Russian and Belarusian tennis players will be made to compete as neutral athletes after a decision taken by the International Tennis Federation (ITF), the Association of Tennis Professionals (ATP) and the Women’s Tennis Association (WTA) on the 1st March, as well as banning both countries from competing in team events like the Davis Cup.
The decision was taken in an effort to keep putting pressure on Vladimir Putin as the sporting world continues to sanction Russia. However, it has been met with very mixed reactions: the Ukrainian Tennis Federation wants Russians and Belarusians banned altogether while others believe it is just an empty gesture that won’t have any effect.
“It’s a purely symbolic gesture that fails to achieve anything”, Sergei, a 22 year old tennis fan originally from Russia, told 9to5.
“Governing bodies aren’t usually interested in nuance or pursuing the most equitable outcome, for them it’s simply a trade off between appeasing the fanbase and retaining their income or reputation.” He continued.

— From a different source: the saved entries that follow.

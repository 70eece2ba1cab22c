//! Compact binary framing for external handshakes.
//!
//! Trivially copyable values are written host-endian as raw
//! `size_of::<T>()` bytes. Strings are raw UTF-8 bytes followed by a
//! single zero terminator. Composite messages are concatenations of these
//! primitives in a fixed field order.

use crate::error::{CoreError, CoreResult};

/// A cursor over a caller-supplied write buffer that bounds-checks every
/// write and never retains the slice beyond the call.
pub struct Writer<'a> {
    buf: &'a mut [u8],
    pos: usize,
}

impl<'a> Writer<'a> {
    pub fn new(buf: &'a mut [u8]) -> Self {
        Self { buf, pos: 0 }
    }

    pub fn written(&self) -> usize {
        self.pos
    }

    fn reserve(&mut self, len: usize) -> CoreResult<&mut [u8]> {
        if self.pos + len > self.buf.len() {
            return Err(CoreError::BufferTooSmall {
                required: self.pos + len,
                available: self.buf.len(),
            });
        }
        let slice = &mut self.buf[self.pos..self.pos + len];
        self.pos += len;
        Ok(slice)
    }

    pub fn write_i32(&mut self, value: i32) -> CoreResult<()> {
        self.reserve(4)?.copy_from_slice(&value.to_ne_bytes());
        Ok(())
    }

    pub fn write_f64(&mut self, value: f64) -> CoreResult<()> {
        self.reserve(8)?.copy_from_slice(&value.to_ne_bytes());
        Ok(())
    }

    pub fn write_f32(&mut self, value: f32) -> CoreResult<()> {
        self.reserve(4)?.copy_from_slice(&value.to_ne_bytes());
        Ok(())
    }

    pub fn write_u8(&mut self, value: u8) -> CoreResult<()> {
        self.reserve(1)?[0] = value;
        Ok(())
    }

    /// Writes `value` followed by a single zero terminator.
    pub fn write_cstring(&mut self, value: &str) -> CoreResult<()> {
        let bytes = value.as_bytes();
        let dst = self.reserve(bytes.len() + 1)?;
        dst[..bytes.len()].copy_from_slice(bytes);
        dst[bytes.len()] = 0;
        Ok(())
    }
}

/// A cursor over a read-only buffer, the mirror of [`Writer`].
pub struct Reader<'a> {
    buf: &'a [u8],
    pos: usize,
}

impl<'a> Reader<'a> {
    pub fn new(buf: &'a [u8]) -> Self {
        Self { buf, pos: 0 }
    }

    fn take(&mut self, len: usize) -> CoreResult<&'a [u8]> {
        if self.pos + len > self.buf.len() {
            return Err(CoreError::DecodeError(format!(
                "expected {len} more bytes at offset {}, have {}",
                self.pos,
                self.buf.len()
            )));
        }
        let slice = &self.buf[self.pos..self.pos + len];
        self.pos += len;
        Ok(slice)
    }

    pub fn read_i32(&mut self) -> CoreResult<i32> {
        let bytes: [u8; 4] = self.take(4)?.try_into().unwrap();
        Ok(i32::from_ne_bytes(bytes))
    }

    pub fn read_f64(&mut self) -> CoreResult<f64> {
        let bytes: [u8; 8] = self.take(8)?.try_into().unwrap();
        Ok(f64::from_ne_bytes(bytes))
    }

    pub fn read_f32(&mut self) -> CoreResult<f32> {
        let bytes: [u8; 4] = self.take(4)?.try_into().unwrap();
        Ok(f32::from_ne_bytes(bytes))
    }

    pub fn read_u8(&mut self) -> CoreResult<u8> {
        Ok(self.take(1)?[0])
    }

    /// Reads bytes up to (and consuming) the next zero terminator.
    pub fn read_cstring(&mut self) -> CoreResult<String> {
        let start = self.pos;
        let rel_end = self.buf[start..]
            .iter()
            .position(|&b| b == 0)
            .ok_or_else(|| CoreError::DecodeError("unterminated string".to_string()))?;
        let s = std::str::from_utf8(&self.buf[start..start + rel_end])
            .map_err(|e| CoreError::DecodeError(e.to_string()))?
            .to_string();
        self.pos = start + rel_end + 1;
        Ok(s)
    }
}

#[cfg(test)]
mod tests {
    use super::*;

    #[test]
    fn round_trips_primitives() {
        let mut buf = [0u8; 64];
        {
            let mut w = Writer::new(&mut buf);
            w.write_i32(-7).unwrap();
            w.write_f64(3.5).unwrap();
            w.write_cstring("hello").unwrap();
        }
        let mut r = Reader::new(&buf);
        assert_eq!(r.read_i32().unwrap(), -7);
        assert_eq!(r.read_f64().unwrap(), 3.5);
        assert_eq!(r.read_cstring().unwrap(), "hello");
    }

    #[test]
    fn write_reports_buffer_too_small() {
        let mut buf = [0u8; 2];
        let mut w = Writer::new(&mut buf);
        assert!(matches!(
            w.write_i32(1),
            Err(CoreError::BufferTooSmall { .. })
        ));
    }

    #[test]
    fn read_reports_unterminated_string() {
        let buf = [b'a', b'b'];
        let mut r = Reader::new(&buf);
        assert!(matches!(r.read_cstring(), Err(CoreError::DecodeError(_))));
    }
}
//! The Emission Pipeline: turns the Activation Engine's active lists
//! into packed vertex bytes across three independent render passes.
//!
//! Grounded in `original_source/DyCore/src/render/render.cpp`
//! (`render_active_notes`, `get_vertex_buffer_bound`).

pub mod draw;
pub mod geometry;

use rayon::prelude::*;

use crate::activation::ActivationEngine;
use crate::error::{CoreError, CoreResult};
use crate::layout::{LayoutConstants, MULTITHREAD_RENDERING_THRESHOLD};
use crate::note::{Note, NoteSide, NoteStore, NoteType};
use crate::sprite::SpriteCatalog;
use draw::{draw_sprite, Pivot, Vertex};

const SPRITE_TAP: &str = "sprNote";
const SPRITE_CHAIN: &str = "sprChain";
const SPRITE_HOLD_EDGE: &str = "sprHoldEdge";
const SPRITE_HOLD_BAR: &str = "sprHold";
const SPRITE_HOLD_BG: &str = "sprHoldGrey";

/// Which render pass is being requested.
#[derive(Debug, Clone, Copy, PartialEq, Eq)]
pub enum Pass {
    LastingHoldBackgrounds = 0,
    HoldBars = 1,
    EdgesTapsChains = 2,
}

impl Pass {
    pub fn from_u8(v: u8) -> CoreResult<Self> {
        match v {
            0 => Ok(Pass::LastingHoldBackgrounds),
            1 => Ok(Pass::HoldBars),
            2 => Ok(Pass::EdgesTapsChains),
            other => Err(CoreError::Invalid(format!("unknown render pass {other}"))),
        }
    }
}

/// Render-pass selector for hold geometry: distinguishes the three ways
/// a hold's bar/edge rectangle gets drawn.
#[derive(Clone, Copy, PartialEq, Eq)]
enum HoldRenderType {
    AdditionBg,
    Bg,
    Edge,
}

/// `max((side == Center ? width*300 : width*150) - 30 + sprite.padding_lr,
/// sprite.size.x)`, shared by `render_normal` and `render_hold` so both
/// draw at the same note width for a given sprite.
fn note_pixel_width(note: &Note, sprite: &crate::sprite::Sprite) -> f64 {
    let width_term = match note.side {
        NoteSide::Center => note.width * 300.0,
        _ => note.width * 150.0,
    };
    (width_term - 30.0 + sprite.padding_lr).max(sprite.size.0)
}

fn vertices_to_bytes(vertices: &[Vertex], buf: &mut [u8]) -> CoreResult<usize> {
    let bytes = bytemuck::cast_slice(vertices);
    if bytes.len() > buf.len() {
        return Err(CoreError::BufferTooSmall {
            required: bytes.len(),
            available: buf.len(),
        });
    }
    buf[..bytes.len()].copy_from_slice(bytes);
    Ok(bytes.len())
}

/// Writes packed vertex bytes for one render pass at a time. Takes
/// `&mut self` so two pass-2 invocations on the same pipeline can never
/// overlap (concurrent callers must use separate pipeline instances).
pub struct EmissionPipeline {
    layout: LayoutConstants,
}

impl EmissionPipeline {
    pub fn new(layout: LayoutConstants) -> Self {
        Self { layout }
    }

    fn render_normal(&self, note: &Note, now: f64, speed: f64, sprites: &SpriteCatalog) -> CoreResult<Vec<Vertex>> {
        let sprite_name = if note.note_type == NoteType::Tap { SPRITE_TAP } else { SPRITE_CHAIN };
        let sprite = sprites.get(sprite_name)?;
        let pos = geometry::note_pos(note.side, note.time, note.position, now, speed, &self.layout);
        let alpha = geometry::note_alpha(note.side, pos, &self.layout);
        let rotation = geometry::note_rotation(note.side);

        let size = (note_pixel_width(note, &sprite), sprite.size.1);

        let mut out = Vec::new();
        draw_sprite(&mut out, &sprite, Pivot::Center, pos, size, rotation, [255, 255, 255, (alpha * 255.0) as u8]);
        Ok(out)
    }

    fn render_hold(
        &self,
        note: &Note,
        now: f64,
        speed: f64,
        sprites: &SpriteCatalog,
        render_type: HoldRenderType,
    ) -> CoreResult<Vec<Vertex>> {
        let edge_sprite = sprites.get(SPRITE_HOLD_EDGE)?;
        let bar_sprite = sprites.get(SPRITE_HOLD_BAR)?;
        let bg_sprite = sprites.get(SPRITE_HOLD_BG)?;
        let tile_h = bar_sprite.size.1;

        let mut position = geometry::note_pos(note.side, note.time, note.position, now, speed, &self.layout);
        let alpha = geometry::note_alpha(note.side, position, &self.layout);
        let rotation = geometry::note_rotation(note.side);

        let mut edge_length = (speed * (note.time + note.last_time - note.time.max(now))
            + edge_sprite.padding_bottom
            + edge_sprite.padding_top)
            .max(0.0);
        if edge_length < edge_sprite.size.1 && note.time < now {
            return Ok(Vec::new());
        }
        edge_length = edge_length.max(edge_sprite.size.1);
        let mut bar_length = edge_length - edge_sprite.padding_top - edge_sprite.padding_bottom;

        let is_vertical = note.side == NoteSide::Center;
        let screen_dim = if is_vertical { self.layout.base_res_h } else { self.layout.base_res_w };

        let max_length_threshold = screen_dim + 2.0 * tile_h;
        if bar_length > max_length_threshold {
            let excess = ((bar_length - max_length_threshold) / tile_h).floor() * tile_h;
            bar_length -= excess;
        }
        edge_length = (bar_length + edge_sprite.padding_top + edge_sprite.padding_bottom)
            .min(screen_dim + 3.0 * tile_h);

        match note.side {
            NoteSide::Center => position.1 = position.1.min(self.layout.base_res_h - self.layout.judge_line_below_from_bottom),
            NoteSide::Left => position.0 = position.0.max(self.layout.judge_line_side_from_edge),
            NoteSide::Right => position.0 = position.0.min(self.layout.base_res_w - self.layout.judge_line_side_from_edge),
        }

        let pixel_width = note_pixel_width(note, &edge_sprite);

        let mut out = Vec::new();
        match render_type {
            HoldRenderType::AdditionBg | HoldRenderType::Bg => {
                if bar_length > 0.0 {
                    let size = (pixel_width - edge_sprite.padding_lr, bar_length);
                    if note.side == NoteSide::Center {
                        position.1 -= size.1;
                    } else {
                        position.0 += size.1 * if note.side == NoteSide::Left { 1.0 } else { -1.0 };
                    }
                    let color_alpha = (alpha * 255.0) as u8;
                    if render_type == HoldRenderType::Bg {
                        draw_sprite(&mut out, &bar_sprite, Pivot::TopCenter, position, size, rotation, [255, 255, 255, color_alpha]);
                    } else {
                        let dimmed = (alpha * 255.0 * self.layout.hold_bg_lightness) as u8;
                        draw_sprite(&mut out, &bg_sprite, Pivot::TopCenter, position, size, rotation, [0, 255, 0, dimmed]);
                    }
                }
            }
            HoldRenderType::Edge => {
                if edge_length > 0.0 {
                    let size = (pixel_width, edge_length);
                    if note.side == NoteSide::Center {
                        position.1 += edge_sprite.padding_bottom;
                    } else {
                        position.0 += edge_sprite.padding_bottom * if note.side == NoteSide::Left { -1.0 } else { 1.0 };
                    }
                    draw_sprite(&mut out, &edge_sprite, Pivot::BottomCenter, position, size, rotation, [255, 255, 255, (alpha * 255.0) as u8]);
                }
            }
        }
        Ok(out)
    }

    /// Statically computable upper bound on bytes any single call to
    /// [`EmissionPipeline::render`] may write, across all three passes.
    pub fn vertex_buffer_bound(&self, activation: &ActivationEngine, sprites: &SpriteCatalog) -> CoreResult<usize> {
        let active_notes = activation.active_notes();
        let active_holds = activation.active_holds();
        let lasting_holds = activation.lasting_holds();

        let bg_bytes = sprites.get(SPRITE_HOLD_BG)?.max_bytes(&self.layout);
        let bar_bytes = sprites.get(SPRITE_HOLD_BAR)?.max_bytes(&self.layout);
        let edge_bytes = sprites.get(SPRITE_HOLD_EDGE)?.max_bytes(&self.layout);
        let tap_bytes = sprites.get(SPRITE_TAP)?.max_bytes(&self.layout).max(sprites.get(SPRITE_CHAIN)?.max_bytes(&self.layout));

        let mut bound = lasting_holds.len() * bg_bytes;
        bound += active_holds.len() * bar_bytes;
        bound += active_holds.len() * edge_bytes;
        bound += active_notes.len().saturating_sub(active_holds.len()) * tap_bytes;
        bound += 1024 * crate::layout::BYTES_PER_QUAD;
        Ok(bound)
    }

    /// Renders one pass into `buf`, returning the number of bytes
    /// written. Passes are independent; callers invoke 0, 1, 2 in order
    /// into separate regions of the same buffer.
    pub fn render(
        &mut self,
        pass: Pass,
        store: &NoteStore,
        activation: &ActivationEngine,
        sprites: &SpriteCatalog,
        now: f64,
        speed: f64,
        buf: &mut [u8],
    ) -> CoreResult<usize> {
        match pass {
            Pass::LastingHoldBackgrounds => {
                let mut out = Vec::new();
                for (_, id) in activation.lasting_holds() {
                    if let Ok(note) = store.get(&id) {
                        match self.render_hold(&note, now, speed, sprites, HoldRenderType::AdditionBg) {
                            Ok(v) => out.extend(v),
                            Err(e) => log::warn!("emission pass 0 dropped note {id}: {e}"),
                        }
                    }
                }
                vertices_to_bytes(&out, buf)
            }
            Pass::HoldBars => {
                let mut out = Vec::new();
                for (_, id) in activation.active_holds() {
                    if let Ok(note) = store.get(&id) {
                        match self.render_hold(&note, now, speed, sprites, HoldRenderType::Bg) {
                            Ok(v) => out.extend(v),
                            Err(e) => log::warn!("emission pass 1 dropped note {id}: {e}"),
                        }
                    }
                }
                vertices_to_bytes(&out, buf)
            }
            Pass::EdgesTapsChains => self.render_pass_2(store, activation, sprites, now, speed, buf),
        }
    }

    fn render_pass_2(
        &self,
        store: &NoteStore,
        activation: &ActivationEngine,
        sprites: &SpriteCatalog,
        now: f64,
        speed: f64,
        buf: &mut [u8],
    ) -> CoreResult<usize> {
        let active_notes = activation.active_notes();
        let active_holds = activation.active_holds();
        let threads = crate::executor::hardware_threads();
        let multithread = active_notes.len() > MULTITHREAD_RENDERING_THRESHOLD && threads > 1;

        let edges = self.render_hold_edges(store, &active_holds, now, speed, sprites, multithread, threads);
        let taps = self.render_plain_notes(store, &active_notes, NoteType::Tap, now, speed, sprites, multithread, threads);
        let chains = self.render_plain_notes(store, &active_notes, NoteType::Chain, now, speed, sprites, multithread, threads);

        let mut out = edges;
        out.extend(taps);
        out.extend(chains);
        vertices_to_bytes(&out, buf)
    }

    fn render_hold_edges(
        &self,
        store: &NoteStore,
        list: &[(f64, String)],
        now: f64,
        speed: f64,
        sprites: &SpriteCatalog,
        multithread: bool,
        threads: usize,
    ) -> Vec<Vertex> {
        let render_one = |id: &str| -> Vec<Vertex> {
            match store.get(id).ok().filter(|n| n.note_type == NoteType::Hold) {
                Some(note) => self
                    .render_hold(&note, now, speed, sprites, HoldRenderType::Edge)
                    .unwrap_or_else(|e| {
                        log::warn!("emission pass 2 dropped hold edge {id}: {e}");
                        Vec::new()
                    }),
                None => Vec::new(),
            }
        };
        self.dispatch(list, threads, multithread, render_one)
    }

    fn render_plain_notes(
        &self,
        store: &NoteStore,
        list: &[(f64, String)],
        want_type: NoteType,
        now: f64,
        speed: f64,
        sprites: &SpriteCatalog,
        multithread: bool,
        threads: usize,
    ) -> Vec<Vertex> {
        let render_one = |id: &str| -> Vec<Vertex> {
            match store.get(id).ok().filter(|n| n.note_type == want_type) {
                Some(note) => self.render_normal(&note, now, speed, sprites).unwrap_or_else(|e| {
                    log::warn!("emission pass 2 dropped note {id}: {e}");
                    Vec::new()
                }),
                None => Vec::new(),
            }
        };
        self.dispatch(list, threads, multithread, render_one)
    }

    /// Partitions `list` into `threads` contiguous blocks and renders
    /// each through `render_one`, in parallel when `multithread`,
    /// concatenating results in ascending block (== time) order.
    fn dispatch(
        &self,
        list: &[(f64, String)],
        threads: usize,
        multithread: bool,
        render_one: impl Fn(&str) -> Vec<Vertex> + Sync,
    ) -> Vec<Vertex> {
        if list.is_empty() {
            return Vec::new();
        }
        if !multithread {
            return list.iter().flat_map(|(_, id)| render_one(id)).collect();
        }

        let block_size = list.len().div_ceil(threads).max(1);
        let blocks: Vec<&[(f64, String)]> = list.chunks(block_size).collect();
        crate::executor::global_pool().install(|| {
            blocks
                .par_iter()
                .map(|block| block.iter().flat_map(|(_, id)| render_one(id)).collect::<Vec<_>>())
                .collect::<Vec<_>>()
        })
        .into_iter()
        .flatten()
        .collect()
    }
}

“On one hand, sport sanctions are the least of Russia’s concerns in light of the wider sanctions coming from all corners of the globe at the moment.” Jules Boykoff, the Department of Politics and Government Chair, pointed out to 9to5.
“On the other hand, Vladimir Putin has invested a great deal of social and actual capital in the sphere of sport, having hosted the 2014 Winter Olympics in Sochi and the 2018 Men’s World Cup of soccer, so sport could be a potential leverage point.”
The decision has received support and it is true that there are advantages to symbolic gestures: increasing pressure on Putin, publicly showing support to Ukraine, getting people to learn more about the conflict and more.
However, there are several reasons that a considerable amount of people reacted negatively. “Compared to economic sanctions they (sporting sanctions) are almost entirely symbolic”, Adrian Rogstad, an Assistant Professor in European Politics in Global Perspective at the University of Groningen told a 9to5 reporter.
“It probably just feeds the Russian victimhood narrative at home – yet another way in which the world and the west is out to get us” said Rogstad.
More than that, it is punishing individuals who have all spoken out against the war, in whatever way they can. Today is a golden era for Russian tennis with four men and three women in the respective top 30 rankings and a win in the 2021 Davis Cup. Daniil Medvedev also became the first player outside the Big Four to become World Number One in eighteen years on the 28th February.
Andrey Rublev, world number 7, wrote “No War Please” on a TV camera after winning his semi-final match in Dubai. Medvedev has also said he wants to promote peace in the world.
Some have criticised Russian players for not staunchly denouncing the war, and news has even broken that Medvedev and other Russian players might not be allowed to compete at Wimbledon unless they distance themselves from Putin (although no official decision has been taken).
However, this could spell trouble for Russian tennis players: “It’s much harder for Russians to speak out even on a deeply psychological level because Russia has never been a functioning democracy and speaking out against the government would actually be perceived as a weakness or sheer stupidity by many” said Sergei.
Many Russian players also have family in Russia, who would be in considerable danger should any of the players strongly condemn the war. Even just calling it a war is a political stance, as the Kremlin has been pushing the narrative that the war is instead a “special military operation”.
Medvedev summed up his position in a conference at Indian Wells last week: “”It’s definitely not for me to decide. I follow the rules, I cannot do anything else.”
We are still awaiting confirmation whether Russian players will be banned from Wimbledon unless they publicly denounce Putin.